=== Problem to solve ===
Find the string "active" in the records. Copy every line it appears in.

(Beginning of Data for this exercise)

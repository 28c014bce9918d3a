use ratatui::Frame;
use ratatui::layout::Rect;
use ratatui::style::{Color, Modifier, Style};
use ratatui::text::{Line, Span};
use ratatui::widgets::Paragraph;

use crate::ops::stats::TaskStats;
use crate::tui::app::App;

use super::helpers::pad_between;

/// Title row with the theme toggle glyph, then the statistics row.
pub fn render_header(frame: &mut Frame, app: &App, stats: &TaskStats, area: Rect) {
    let bg = app.theme.surface;
    let width = area.width as usize;

    let title = vec![
        Span::styled(" \u{2713} ", Style::default().fg(app.theme.highlight).bg(bg)),
        Span::styled(
            "Task List",
            Style::default()
                .fg(app.theme.text_bright)
                .bg(bg)
                .add_modifier(Modifier::BOLD),
        ),
    ];
    let toggle = vec![
        Span::styled(
            app.manager.theme().icon(),
            Style::default().fg(app.theme.yellow).bg(bg),
        ),
        Span::styled(" ", Style::default().bg(bg)),
    ];
    let title_line = pad_between(title, toggle, width, bg);

    let number = |n: usize, label: &'static str, color: Color| {
        [
            Span::styled(
                n.to_string(),
                Style::default().fg(color).bg(bg).add_modifier(Modifier::BOLD),
            ),
            Span::styled(format!(" {}   ", label), Style::default().fg(app.theme.dim).bg(bg)),
        ]
    };
    let mut stat_spans = vec![Span::styled(" ", Style::default().bg(bg))];
    stat_spans.extend(number(stats.total, "total", app.theme.text_bright));
    stat_spans.extend(number(stats.active, "active", app.theme.highlight));
    stat_spans.extend(number(stats.completed, "completed", app.theme.green));
    stat_spans.extend(number(stats.today, "today", app.theme.yellow));

    let paragraph = Paragraph::new(vec![title_line, Line::from(stat_spans)])
        .style(Style::default().bg(bg));
    frame.render_widget(paragraph, area);
}

#[cfg(test)]
mod tests {
    use super::*;
    use crate::model::Category;
    use crate::tui::render::test_helpers::{TERM_W, app_with_tasks, render_to_string};

    #[test]
    fn shows_moon_in_light_and_sun_in_dark() {
        let (_tmp, mut app) = app_with_tasks(&[("Plan", Category::Work)]);
        let stats = app.view().stats;
        let light = render_to_string(TERM_W, 2, |frame, area| {
            render_header(frame, &app, &stats, area)
        });
        assert!(light.lines().next().unwrap().contains('\u{263E}'));

        app.manager.toggle_theme().unwrap();
        let dark = render_to_string(TERM_W, 2, |frame, area| {
            render_header(frame, &app, &stats, area)
        });
        assert!(dark.lines().next().unwrap().contains('\u{2600}'));
    }

    #[test]
    fn stats_count_everything() {
        let (_tmp, mut app) = app_with_tasks(&[("Plan", Category::Work), ("Call", Category::Personal)]);
        let id = app.manager.tasks()[0].id;
        app.manager.toggle_task(id).unwrap();
        let stats = app.view().stats;
        let output = render_to_string(TERM_W, 2, |frame, area| {
            render_header(frame, &app, &stats, area)
        });
        let second = output.lines().nth(1).unwrap();
        assert!(second.contains("2 total"));
        assert!(second.contains("1 active"));
        assert!(second.contains("1 completed"));
        assert!(second.contains("2 today"));
    }
}
use std::fs::{self, File, OpenOptions};
use std::io;
use std::path::{Path, PathBuf};
use std::thread;
use std::time::{Duration, Instant};

const LOCK_FILE: &str = ".lock";
const RETRY_INTERVAL: Duration = Duration::from_millis(10);
const DEFAULT_TIMEOUT: Duration = Duration::from_secs(5);

#[derive(Debug, thiserror::Error)]
pub enum LockError {
    #[error("could not open lock file {path}: {source}")]
    Open { path: PathBuf, source: io::Error },
    #[error("{path} is held by another tl process")]
    Busy { path: PathBuf },
}

/// Exclusive advisory lock on a data directory, held for one
/// read-modify-write cycle of the task list. Released on drop.
///
/// The lock file itself is left in place; unlinking it would let a
/// waiter that already opened the old inode lock a file nobody else sees.
#[derive(Debug)]
pub struct FileLock {
    _file: File,
}

impl FileLock {
    /// Take the lock, retrying until `timeout` elapses.
    pub fn acquire(data_dir: &Path, timeout: Duration) -> Result<Self, LockError> {
        let path = data_dir.join(LOCK_FILE);
        let open_err = |source| LockError::Open {
            path: path.clone(),
            source,
        };
        fs::create_dir_all(data_dir).map_err(open_err)?;
        let file = OpenOptions::new()
            .create(true)
            .truncate(false)
            .write(true)
            .open(&path)
            .map_err(open_err)?;

        let deadline = Instant::now() + timeout;
        while !try_lock_exclusive(&file) {
            if Instant::now() >= deadline {
                return Err(LockError::Busy { path });
            }
            thread::sleep(RETRY_INTERVAL);
        }
        Ok(FileLock { _file: file })
    }

    pub fn acquire_default(data_dir: &Path) -> Result<Self, LockError> {
        Self::acquire(data_dir, DEFAULT_TIMEOUT)
    }
}

#[cfg(unix)]
fn try_lock_exclusive(file: &File) -> bool {
    use std::os::unix::io::AsRawFd;
    // SAFETY: the descriptor is owned by `file` and valid for this call
    unsafe { libc::flock(file.as_raw_fd(), libc::LOCK_EX | libc::LOCK_NB) == 0 }
}

#[cfg(not(unix))]
fn try_lock_exclusive(_file: &File) -> bool {
    true
}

(End of Data for this exercise)

=== Solution for this exercise ===
    stat_spans.extend(number(stats.active, "active", app.theme.highlight));
        assert!(second.contains("1 active"));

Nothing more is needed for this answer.